2015年9月17日木曜日

アーユルヴェーダのプレーヤー(祈りの句)

今回は、アーユルヴェーダ(健康長寿の智慧)を授けた神として崇められる、

ダンヴァンタリ(धन्वन्तरिः [dhanvantariḥ])という名のデーヴァに向けての

祈りの句(シュローカ )を紹介します。

一語一語の意味を、文法的にもわかりやすく説明しますね。
 

ダンヴァンタリ(धन्वन्तरिः [dhanvantariḥ])とは、

ヴィシュヌがデーヴァター達の主治医として現れた形、

つまりヴィシュヌの化身のひとつです。

今回紹介するシュローカは、

アーユルヴェーダの施術を受ける前に、ダンヴァンタリが奉られる祭壇に向かって、

施術をする人とされる人の両方が一緒に、手を合わせて唱える祈りのシュローカです。


नमामि धन्वन्तरिम् आदिदेवं सुरासुरैर्वेन्दितपादपद्मम् ।
[namāmi dhanvantarim ādidevaṃ surāsurairvenditapādapadmam |]

लोके जरारुग्भयमृत्युनाशं दातारमीशं विविधौषधीनाम् ॥
[loke jarārugbhayamṛtyunāśaṃ dātāramīśaṃ vividhauṣadhīnām ||]


サンスクリット語の祈りのシュローカは全て、

文法的に分析できる文章から成っています。

文章は単語の集まりから構成されています。

文章の中で一番大事で一番最初に見つけるべきは、動詞です。

このシュローカの文章においての動詞は:

नमामि (ナマーミ [namāmi]) = 私は敬礼を示します。


この動詞は、नम् [nam] という動詞の原型が活用したものです。

नम् [nam]は、単に「挨拶する」というよりも「尊敬を表現する」という方が良いでしょう。

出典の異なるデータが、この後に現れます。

//! # Resource Applier
//!
//! Idempotent create-or-update of a single desired object against live state.
//!
//! A content hash of the desired object is recorded in an annotation on every
//! write. When the live object carries the same hash nothing is written. When
//! it differs, the per-kind [`StrategyTable`] decides what is written, always
//! carrying the live `resourceVersion` so a concurrent writer causes a conflict
//! instead of a lost update.

mod strategy;

pub use strategy::{merge_for_update, StrategyTable, UpdatePolicy};

use crate::client::{ClientError, ClusterClient, ObjectKey};
use crate::constants::LAST_APPLIED_ANNOTATION;
use crate::observability;
use kube::api::DynamicObject;
use kube::ResourceExt;
use sha2::{Digest, Sha256};
use thiserror::Error;
use tracing::{debug, info, warn};

/// What applying one object did
#[derive(Debug, Clone, Copy, PartialEq, Eq)]
pub enum ApplyOutcome {
    Created,
    Updated,
    Unchanged,
    /// The kind is not served by the cluster; nothing was written
    SchemaUnavailable,
}

impl ApplyOutcome {
    pub fn as_str(self) -> &'static str {
        match self {
            ApplyOutcome::Created => "created",
            ApplyOutcome::Updated => "updated",
            ApplyOutcome::Unchanged => "unchanged",
            ApplyOutcome::SchemaUnavailable => "schema_unavailable",
        }
    }
}

#[derive(Debug, Error)]
pub enum ApplyError {
    #[error("failed to apply {key}: {source}")]
    Write {
        key: String,
        #[source]
        source: ClientError,
    },

    #[error("invalid desired object: {0}")]
    Invalid(#[source] ClientError),

    #[error("failed to hash desired object: {0}")]
    Hash(#[from] serde_json::Error),
}

impl ApplyError {
    /// The write lost a race with another writer
    pub fn is_conflict(&self) -> bool {
        matches!(self, ApplyError::Write { source, .. } if source.is_conflict())
    }
}

/// Applies desired objects through a [`ClusterClient`]
#[derive(Debug, Clone, Default)]
pub struct Applier {
    strategies: StrategyTable,
}

impl Applier {
    pub fn new(strategies: StrategyTable) -> Self {
        Self { strategies }
    }

    pub fn strategies(&self) -> &StrategyTable {
        &self.strategies
    }

    /// Ensure the live cluster matches `desired`
    pub async fn apply(
        &self,
        client: &dyn ClusterClient,
        desired: &DynamicObject,
    ) -> Result<ApplyOutcome, ApplyError> {
        let key = ObjectKey::of(desired).map_err(ApplyError::Invalid)?;
        let hash = content_hash(desired)?;

        let outcome = match client.get(&key).await {
            Ok(live) => self.update_if_drifted(client, &key, desired, &live, &hash).await?,
            Err(e) if e.is_not_found() => self.create(client, &key, desired, &hash).await?,
            Err(e) if e.is_schema_unavailable() => {
                warn!(resource = %key, "Skipping resource: kind is not registered on the cluster");
                ApplyOutcome::SchemaUnavailable
            }
            Err(source) => {
                return Err(ApplyError::Write {
                    key: key.to_string(),
                    source,
                })
            }
        };

        observability::metrics::increment_apply_operations(&key.kind, outcome.as_str());
        Ok(outcome)
    }

    async fn create(
        &self,
        client: &dyn ClusterClient,
        key: &ObjectKey,
        desired: &DynamicObject,
        hash: &str,
    ) -> Result<ApplyOutcome, ApplyError> {
        let mut obj = desired.clone();
        obj.metadata.resource_version = None;
        stamp_hash(&mut obj, hash);

        match client.create(&obj).await {
            Ok(_) => {
                info!(resource = %key, "Created resource");
                Ok(ApplyOutcome::Created)
            }
            // Lost a create race; the next pass compares hashes
            Err(e) if e.is_already_exists() => {
                debug!(resource = %key, "Resource appeared concurrently, leaving for next pass");
                Ok(ApplyOutcome::Unchanged)
            }
            Err(e) if e.is_schema_unavailable() => {
                warn!(resource = %key, "Skipping resource: kind is not registered on the cluster");
                Ok(ApplyOutcome::SchemaUnavailable)
            }
            Err(source) => Err(ApplyError::Write {
                key: key.to_string(),
                source,
            }),
        }
    }

    async fn update_if_drifted(
        &self,
        client: &dyn ClusterClient,
        key: &ObjectKey,
        desired: &DynamicObject,
        live: &DynamicObject,
        hash: &str,
    ) -> Result<ApplyOutcome, ApplyError> {
        if recorded_hash(live) == Some(hash) {
            debug!(resource = %key, "Resource unchanged, skipping update");
            return Ok(ApplyOutcome::Unchanged);
        }

        let policy = self.strategies.policy_for(&key.kind);
        let Some(mut obj) = merge_for_update(policy, desired, live) else {
            debug!(resource = %key, ?policy, "Update policy leaves live resource untouched");
            return Ok(ApplyOutcome::Unchanged);
        };
        obj.metadata.resource_version = live.metadata.resource_version.clone();
        stamp_hash(&mut obj, hash);

        match client.update(&obj).await {
            Ok(_) => {
                info!(resource = %key, ?policy, "Updated resource");
                Ok(ApplyOutcome::Updated)
            }
            Err(e) if e.is_not_found() => {
                debug!(resource = %key, "Resource vanished before update, leaving for next pass");
                Ok(ApplyOutcome::Unchanged)
            }
            Err(source) => Err(ApplyError::Write {
                key: key.to_string(),
                source,
            }),
        }
    }
}

fn recorded_hash(obj: &DynamicObject) -> Option<&str> {
    obj.metadata
        .annotations
        .as_ref()
        .and_then(|a| a.get(LAST_APPLIED_ANNOTATION))
        .map(String::as_str)
}

fn stamp_hash(obj: &mut DynamicObject, hash: &str) {
    obj.annotations_mut()
        .insert(LAST_APPLIED_ANNOTATION.to_string(), hash.to_string());
}

/// SHA-256 over the desired object's meaningful fields
///
/// Server-assigned metadata, status and the hash annotation itself are excluded.
pub fn content_hash(obj: &DynamicObject) -> Result<String, serde_json::Error> {
    let mut value = serde_json::to_value(obj)?;
    if let Some(map) = value.as_object_mut() {
        map.remove("status");
    }
    if let Some(meta) = value.get_mut("metadata").and_then(|m| m.as_object_mut()) {
        for field in [
            "resourceVersion",
            "uid",
            "generation",
            "creationTimestamp",
            "deletionTimestamp",
            "managedFields",
            "selfLink",
        ] {
            meta.remove(field);
        }
        if let Some(annotations) = meta.get_mut("annotations").and_then(|a| a.as_object_mut()) {
            annotations.remove(LAST_APPLIED_ANNOTATION);
        }
    }
    let digest = Sha256::digest(serde_json::to_vec(&value)?);
    Ok(digest.iter().map(|b| format!("{b:02x}")).collect())
}

#[cfg(test)]
mod tests {
    use super::*;
    use crate::client::{InMemoryCluster, Verb};
    use serde_json::json;

    fn config_map(data: &str) -> DynamicObject {
        serde_json::from_value(json!({
            "apiVersion": "v1",
            "kind": "ConfigMap",
            "metadata": {"name": "settings", "namespace": "ns"},
            "data": {"value": data}
        }))
        .unwrap()
    }

    #[tokio::test]
    async fn test_apply_creates_missing_resource() {
        let cluster = InMemoryCluster::new();
        let applier = Applier::default();
        let outcome = applier.apply(&cluster, &config_map("a")).await.unwrap();
        assert_eq!(outcome, ApplyOutcome::Created);

        let key = ObjectKey::new("v1", "ConfigMap", Some("ns"), "settings");
        let live = cluster.object(&key).unwrap();
        assert!(recorded_hash(&live).is_some());
    }

    #[tokio::test]
    async fn test_apply_twice_writes_once() {
        let cluster = InMemoryCluster::new();
        let applier = Applier::default();
        applier.apply(&cluster, &config_map("a")).await.unwrap();
        let writes = cluster.write_count();

        let outcome = applier.apply(&cluster, &config_map("a")).await.unwrap();
        assert_eq!(outcome, ApplyOutcome::Unchanged);
        assert_eq!(cluster.write_count(), writes);
    }

    #[tokio::test]
    async fn test_apply_updates_on_drift() {
        let cluster = InMemoryCluster::new();
        let applier = Applier::default();
        applier.apply(&cluster, &config_map("a")).await.unwrap();
        let outcome = applier.apply(&cluster, &config_map("b")).await.unwrap();
        assert_eq!(outcome, ApplyOutcome::Updated);

        let key = ObjectKey::new("v1", "ConfigMap", Some("ns"), "settings");
        assert_eq!(cluster.object(&key).unwrap().data["data"]["value"], "b");
    }

    #[tokio::test]
    async fn test_apply_skips_missing_schema() {
        let cluster = InMemoryCluster::new();
        cluster.unregister_kind("ConfigMap");
        let outcome = Applier::default()
            .apply(&cluster, &config_map("a"))
            .await
            .unwrap();
        assert_eq!(outcome, ApplyOutcome::SchemaUnavailable);
        assert_eq!(cluster.write_count(), 0);
    }

    #[tokio::test]
    async fn test_apply_surfaces_unexpected_errors() {
        let cluster = InMemoryCluster::new();
        cluster.inject_failure(Verb::Create, "ConfigMap", 500, "boom");
        let err = Applier::default()
            .apply(&cluster, &config_map("a"))
            .await
            .unwrap_err();
        assert!(matches!(err, ApplyError::Write { .. }));
    }

    #[tokio::test]
    async fn test_create_only_kind_is_not_overwritten() {
        let cluster = InMemoryCluster::new();
        let crd = |v: &str| -> DynamicObject {
            serde_json::from_value(json!({
                "apiVersion": "apiextensions.k8s.io/v1",
                "kind": "CustomResourceDefinition",
                "metadata": {"name": "widgets.example.io"},
                "spec": {"group": v}
            }))
            .unwrap()
        };
        let applier = Applier::default();
        applier.apply(&cluster, &crd("a.io")).await.unwrap();
        let outcome = applier.apply(&cluster, &crd("b.io")).await.unwrap();
        assert_eq!(outcome, ApplyOutcome::Unchanged);
    }

    #[test]
    fn test_hash_ignores_server_metadata() {
        let a = config_map("a");
        let mut b = config_map("a");
        b.metadata.resource_version = Some("42".to_string());
        b.metadata.uid = Some("uid".to_string());
        stamp_hash(&mut b, "whatever");
        assert_eq!(content_hash(&a).unwrap(), content_hash(&b).unwrap());
        assert_ne!(
            content_hash(&a).unwrap(),
            content_hash(&config_map("b")).unwrap()
        );
    }
}
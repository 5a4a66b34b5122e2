//! # Controller Metrics
//!
//! Metrics for reconciliation passes, requeues, applied resources, teardown
//! progress and the reported phase.

use crate::crd::Phase;
use crate::observability::metrics::registry::REGISTRY;
use anyhow::Result;
use prometheus::{Histogram, IntCounter, IntCounterVec, IntGauge, IntGaugeVec};
use std::sync::LazyLock;

// Controller reconciliation metrics
static RECONCILIATIONS_TOTAL: LazyLock<IntCounter> = LazyLock::new(|| {
    IntCounter::new(
        "platform_engine_reconciliations_total",
        "Total number of reconciliations",
    )
    .expect("Failed to create RECONCILIATIONS_TOTAL metric - this should never happen")
});

static RECONCILIATION_ERRORS_TOTAL: LazyLock<IntCounter> = LazyLock::new(|| {
    IntCounter::new(
        "platform_engine_reconciliation_errors_total",
        "Total number of reconciliation errors",
    )
    .expect("Failed to create RECONCILIATION_ERRORS_TOTAL metric - this should never happen")
});

static RECONCILIATION_DURATION: LazyLock<Histogram> = LazyLock::new(|| {
    Histogram::with_opts(
        prometheus::HistogramOpts::new(
            "platform_engine_reconciliation_duration_seconds",
            "Duration of reconciliation in seconds",
        )
        .buckets(vec![0.1, 0.5, 1.0, 2.0, 5.0, 10.0, 30.0]),
    )
    .expect("Failed to create RECONCILIATION_DURATION metric - this should never happen")
});

// Requeue metrics
static REQUEUES_TOTAL: LazyLock<IntCounterVec> = LazyLock::new(|| {
    IntCounterVec::new(
        prometheus::Opts::new(
            "platform_engine_requeues_total",
            "Total number of reconciliation requeues",
        ),
        &["reason"],
    )
    .expect("Failed to create REQUEUES_TOTAL metric - this should never happen")
});

// Applier metrics
static APPLY_OPERATIONS_TOTAL: LazyLock<IntCounterVec> = LazyLock::new(|| {
    IntCounterVec::new(
        prometheus::Opts::new(
            "platform_engine_apply_operations_total",
            "Total number of resource apply operations by kind and outcome",
        ),
        &["kind", "outcome"],
    )
    .expect("Failed to create APPLY_OPERATIONS_TOTAL metric - this should never happen")
});

// Teardown metrics
static TEARDOWN_REMAINING: LazyLock<IntGauge> = LazyLock::new(|| {
    IntGauge::new(
        "platform_engine_teardown_remaining",
        "Resources still present after the last teardown pass",
    )
    .expect("Failed to create TEARDOWN_REMAINING metric - this should never happen")
});

// Phase metrics
static PHASE: LazyLock<IntGaugeVec> = LazyLock::new(|| {
    IntGaugeVec::new(
        prometheus::Opts::new(
            "platform_engine_phase",
            "Current phase of each managing resource (1 for the active phase)",
        ),
        &["name", "phase"],
    )
    .expect("Failed to create PHASE metric - this should never happen")
});

const ALL_PHASES: [Phase; 7] = [
    Phase::Progressing,
    Phase::Available,
    Phase::Error,
    Phase::Uninstalling,
    Phase::Updating,
    Phase::Paused,
    Phase::Unimplemented,
];

/// Register controller metrics with the registry
pub(crate) fn register_controller_metrics() -> Result<()> {
    REGISTRY.register(Box::new(RECONCILIATIONS_TOTAL.clone()))?;
    REGISTRY.register(Box::new(RECONCILIATION_ERRORS_TOTAL.clone()))?;
    REGISTRY.register(Box::new(RECONCILIATION_DURATION.clone()))?;
    REGISTRY.register(Box::new(REQUEUES_TOTAL.clone()))?;
    REGISTRY.register(Box::new(APPLY_OPERATIONS_TOTAL.clone()))?;
    REGISTRY.register(Box::new(TEARDOWN_REMAINING.clone()))?;
    REGISTRY.register(Box::new(PHASE.clone()))?;
    Ok(())
}

pub fn increment_reconciliations() {
    RECONCILIATIONS_TOTAL.inc();
}

pub fn increment_reconciliation_errors() {
    RECONCILIATION_ERRORS_TOTAL.inc();
}

pub fn observe_reconciliation_duration(duration: f64) {
    RECONCILIATION_DURATION.observe(duration);
}

pub fn increment_requeues_total(reason: &str) {
    REQUEUES_TOTAL.with_label_values(&[reason]).inc();
}

pub fn increment_apply_operations(kind: &str, outcome: &str) {
    APPLY_OPERATIONS_TOTAL
        .with_label_values(&[kind, outcome])
        .inc();
}

pub fn set_teardown_remaining(count: usize) {
    TEARDOWN_REMAINING.set(i64::try_from(count).unwrap_or(i64::MAX));
}

/// Mark `phase` as the active phase of `name`
pub fn set_phase(name: &str, phase: Phase) {
    for candidate in ALL_PHASES {
        let value = i64::from(candidate == phase);
        PHASE
            .with_label_values(&[name, candidate.as_str()])
            .set(value);
    }
}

尊敬する、ということはつまり、何が尊敬するべき価値かを知っているということです。

知識、特にヴェーダの知識を持っていることは、多大な尊敬に値します。

その価値を知っている人は、知識を持っている人に対して尊敬を表現する行動、

つまり手を合わせたりお辞儀してナマスカーラをします。

しかし、ヴェーダの知識を、いろいろある思想のひとつとして捉えている文化圏の人には、

ヴェーダの知識や、知識を持っている人に対して、尊敬すべき価値が分かりません。

ナマスカーラは、それをされる人の為にあるのではなく、

ナマスカーラをする人の価値感や姿勢を育てる為にあるのです。

シュローカの意味に戻りましょう。

私は誰に対して敬礼を示しているのでしょうか?

サンスクリット語の能動態の文章の中で「~に」という目的語に値する名詞は、

第2格で活用します。このシュローカの中には第2格で活用している名詞が6つあります。

私が敬礼を示している相手を説明する言葉が6つあると言うことです。


1.धन्वन्तरिम्(ダンヴァンタリム [dhanvantarim])= ダンヴァンタリに


ミルクの海を、スラとアスラ(日本語の阿修羅)が攪拌して出てきた

アムリタを手に持って出現したヴィシュヌの化身の名前です。

だいたいこんな感じで登場します。

2.आदिदेवम्(アーディデーヴァム [ādidevam])= 最初のデーヴァに


「最初・始まり」という意味の「アーディ(आदि [ādi])」と、

この世界のあり方の法則、そして意識的な存在という意味の

デーヴァ(देव [deva])」という言葉の複合語です。

あまり分かってもらえないですが、この世界には始まりも終わりも無く、

ぐるぐると、創造と破壊のサイクルを繰り返しているのです。

そこに「アーディ(最初)」など無いのですが、

一般に人々が最初と捉えている、その時にも既にいるので、

「アーディ」という形容詞が付くのです。

सुरासुरैः  (スラースライヒ [surāsuraiḥ])= スラとアスラによって

3.वन्दितपादपद्मम्(ヴァンディタ-パーダ-パッドマム [vanditapādapadmam])

= 敬礼された蓮の花のような足を持つ者に


「パーダ(पाद [pāda])」とは「足」という意味です。

インドの伝統では、高い尊敬を表すとき、足を触ったり、洗ったり、プージャーしたりします。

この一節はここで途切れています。